La negación de la muerte se halla en la mayoría de las formas culturales. Las etapas más antiguas de la civilización humana y del pensamiento mítico protestan contra ella con un deseo apasionado de inmortalidad. Todo hombre encuentra en sí mismo el ímpetu por romper la cadena de una existencia efímera.
Si ese ímpetu germina en el cuerpo, dice Platón, se acercará a una mujer y tendrá hijos, porque su descendencia “preservará su memoria y le traerá bendición e inmortalidad”, esa clase de inmortalidad que también prometió Dios a Abraham: “te bendeciré y multiplicaré tu simiente como las estrellas del cielo, y como la arena que está á la orilla del mar”. Si el ímpetu germina en el alma, entonces ésta habrá de concebir “lo que es propio que conciba el alma”, un saber que no ceda al paso de los días.
Esto es lo mejor que puede acontecer a alguien y es fruto a la vez de su acción y su deliberación. No solo conseguirá el saber, sino, lo que es aún más importante, logrará también que las fuerzas inferiores de su personalidad humana estén sujetas a las superiores, las pasiones a la razón y el cuerpo al alma. Esta es la mejor vida que puede vivirse.
Ese germen adoptará formas diferentes en el arte, las religiones, la historia o la filosofía. Epicuro halló en el razonamiento –“cuando estás tú no está ella y cuando está ella no estás tú, así que nunca está”, dijo de la muerte- lo mismo que las pirámides de Egipto expresaron en la piedra o Quevedo en un memorable soneto –“nadar sabe mi llama el agua fría y perder el respeto a ley severa”-. Es por todas partes el mismo empeño por rescatar la eternidad del puro fluir de las cosas.
La religión cristiana es la culminación de esa corriente que no cesa. En ella confluyen todos los siglos. Es una corriente que se rebela contra la propia naturaleza del hombre. A ésta la corresponde morir de modo necesario, como a todo organismo vivo. Pero le corresponde también resistirse a ello con todas sus fuerzas. Son dos potencia cuyo enfrentamiento no se extingue. Una es como el plomo, que arrastra hacia abajo. La otra aspira a subir a lo alto y a no apagarse nunca.
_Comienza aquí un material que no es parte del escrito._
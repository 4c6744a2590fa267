use serde::{Deserialize, Serialize};
use sha1::{Digest, Sha1};
use std::collections::HashMap;
use time::{OffsetDateTime, UtcOffset};

use crate::error::{Error, Result};
use crate::index::DocId;

/// One short-form video as served to callers.
#[derive(Debug, Clone, PartialEq, Eq, Serialize, Deserialize)]
pub struct VideoRecord {
    pub id: String,
    pub title: String,
    pub description: String,
    pub channel: String,
    #[serde(with = "time::serde::rfc3339")]
    pub published_at: OffsetDateTime,
    pub view_count: u64,
    pub like_count: u64,
    pub comment_count: u64,
    pub duration_secs: u32,
    pub url: String,
    pub thumbnail_url: String,
}

impl VideoRecord {
    pub fn watch_url(id: &str) -> String {
        format!("https://www.youtube.com/watch?v={id}")
    }

    pub fn default_thumbnail(id: &str) -> String {
        format!("https://i.ytimg.com/vi/{id}/hqdefault.jpg")
    }
}

#[derive(Debug, Clone, PartialEq, Eq, Serialize, Deserialize)]
pub struct SnapshotMeta {
    pub query: String,
    pub days: u32,
    #[serde(with = "time::serde::rfc3339")]
    pub created_at: OffsetDateTime,
    /// Records accepted from the source before deduplication.
    pub source_count: u64,
    pub final_count: u64,
}

/// An immutable, fully assembled dataset.
///
/// Records are ordered by publish time, newest first, with the identifier
/// breaking ties so the order is reproducible.
#[derive(Debug)]
pub struct DatasetSnapshot {
    meta: SnapshotMeta,
    records: Vec<VideoRecord>,
    by_id: HashMap<String, DocId>,
    fingerprint: String,
}

impl DatasetSnapshot {
    /// Freeze deduplicated records into a snapshot, applying the canonical order.
    pub fn assemble(
        query: impl Into<String>,
        days: u32,
        created_at: OffsetDateTime,
        source_count: u64,
        records: impl IntoIterator<Item = VideoRecord>,
    ) -> Result<Self> {
        let mut records: Vec<VideoRecord> = records.into_iter().collect();
        records.sort_by(|a, b| {
            b.published_at
                .cmp(&a.published_at)
                .then_with(|| a.id.cmp(&b.id))
        });
        let meta = SnapshotMeta {
            query: query.into(),
            days,
            created_at: created_at.to_offset(UtcOffset::UTC),
            source_count,
            final_count: records.len() as u64,
        };
        Self::from_parts(meta, records)
    }

    /// Build a snapshot from records already in their stored order.
    ///
    /// Fails when an identifier is empty or repeated, or when the metadata
    /// count disagrees with the records.
    pub fn from_parts(meta: SnapshotMeta, records: Vec<VideoRecord>) -> Result<Self> {
        if meta.final_count != records.len() as u64 {
            return Err(Error::invalid(format!(
                "metadata declares {} records but {} are present",
                meta.final_count,
                records.len()
            )));
        }
        if records.len() > DocId::MAX as usize {
            return Err(Error::invalid("too many records for one snapshot"));
        }
        let mut by_id = HashMap::with_capacity(records.len());
        for (pos, rec) in records.iter().enumerate() {
            if rec.id.is_empty() {
                return Err(Error::invalid(format!("record at position {pos} has no identifier")));
            }
            if by_id.insert(rec.id.clone(), pos as DocId).is_some() {
                return Err(Error::invalid(format!("duplicate identifier {}", rec.id)));
            }
        }
        let fingerprint = fingerprint(&meta, &records);
        Ok(Self { meta, records, by_id, fingerprint })
    }

    pub fn meta(&self) -> &SnapshotMeta {
        &self.meta
    }

    pub fn records(&self) -> &[VideoRecord] {
        &self.records
    }

    pub fn len(&self) -> usize {
        self.records.len()
    }

    pub fn is_empty(&self) -> bool {
        self.records.is_empty()
    }

    pub fn get(&self, doc_id: DocId) -> Option<&VideoRecord> {
        self.records.get(doc_id as usize)
    }

    pub fn doc_id(&self, id: &str) -> Option<DocId> {
        self.by_id.get(id).copied()
    }

    pub fn find(&self, id: &str) -> Option<&VideoRecord> {
        self.doc_id(id).and_then(|d| self.get(d))
    }

    /// Hex SHA-1 over the creation time and the ordered identifiers.
    pub fn fingerprint(&self) -> &str {
        &self.fingerprint
    }
}

fn fingerprint(meta: &SnapshotMeta, records: &[VideoRecord]) -> String {
    let mut hasher = Sha1::new();
    hasher.update(meta.created_at.unix_timestamp_nanos().to_le_bytes());
    for rec in records {
        hasher.update(rec.id.as_bytes());
        hasher.update(b"\n");
    }
    format!("{:x}", hasher.finalize())
}

#[cfg(test)]
pub(crate) mod tests {
    use super::*;
    use time::macros::datetime;

    pub(crate) fn video(id: &str, title: &str, views: u64, published_at: OffsetDateTime) -> VideoRecord {
        VideoRecord {
            id: id.to_string(),
            title: title.to_string(),
            description: String::new(),
            channel: "channel".to_string(),
            published_at,
            view_count: views,
            like_count: 0,
            comment_count: 0,
            duration_secs: 30,
            url: VideoRecord::watch_url(id),
            thumbnail_url: VideoRecord::default_thumbnail(id),
        }
    }

    #[test]
    fn assemble_orders_newest_first_then_by_id() {
        let snap = DatasetSnapshot::assemble(
            "q",
            3,
            datetime!(2025-01-10 00:00 UTC),
            4,
            vec![
                video("b", "x", 1, datetime!(2025-01-05 00:00 UTC)),
                video("c", "x", 1, datetime!(2025-01-08 00:00 UTC)),
                video("a", "x", 1, datetime!(2025-01-05 00:00 UTC)),
            ],
        )
        .unwrap();
        let ids: Vec<&str> = snap.records().iter().map(|r| r.id.as_str()).collect();
        assert_eq!(ids, vec!["c", "a", "b"]);
        assert_eq!(snap.meta().final_count, 3);
        assert_eq!(snap.meta().source_count, 4);
        assert_eq!(snap.find("a").map(|r| r.id.as_str()), Some("a"));
    }

    #[test]
    fn duplicate_identifiers_are_rejected() {
        let at = datetime!(2025-01-01 00:00 UTC);
        let err = DatasetSnapshot::assemble("q", 1, at, 2, vec![video("a", "x", 1, at), video("a", "y", 2, at)])
            .unwrap_err();
        assert!(matches!(err, Error::InvalidArgument(_)));
    }

    #[test]
    fn fingerprint_depends_on_ids_and_creation_time() {
        let at = datetime!(2025-01-01 00:00 UTC);
        let a = DatasetSnapshot::assemble("q", 1, at, 1, vec![video("a", "x", 1, at)]).unwrap();
        let b = DatasetSnapshot::assemble("other", 1, at, 1, vec![video("a", "x", 1, at)]).unwrap();
        let c = DatasetSnapshot::assemble("q", 1, datetime!(2025-01-02 00:00 UTC), 1, vec![video("a", "x", 1, at)]).unwrap();
        assert_eq!(a.fingerprint(), b.fingerprint());
        assert_ne!(a.fingerprint(), c.fingerprint());
    }
}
Las dos se encuentran en el libro del Génesis. Allí se concedió al hombre en su estado original el privilegio de no morir a condición de que su mente se sujetara a Dios y su cuerpo a su alma. Cuando, por su culpa y para su desgracia, el hombre se separó de Dios y lo inferior se rebeló contra lo superior dentro de sí mismo, hubo de perder el privilegio original y sobrevenirle la amenaza de muerte.
Una amenaza a la que fue necesario que se sometiera el mismo Dios para que el hombre quedara redimido de su culpa primera y retornara a la inmortalidad. Para lo cual fue necesario que se hiciera hombre, pues Dios no puede morir. Y se hizo hombre y murió. La inminencia de la muerte y su ser humano se observan en la frase que dirigió a Judas: “lo que has de hacer hazlo pronto”.
Esto es lo que se celebran las procesiones de la Semana Santa en nuestras calles. La vuelta del hombre a su ser, del que fue separado por su propia causa, la promesa cierta de inmortalidad prendida en los clavos del Crucificado. Semana grande, plena de un gozo profundo que colma la más honda aspiración de cualquier hombre.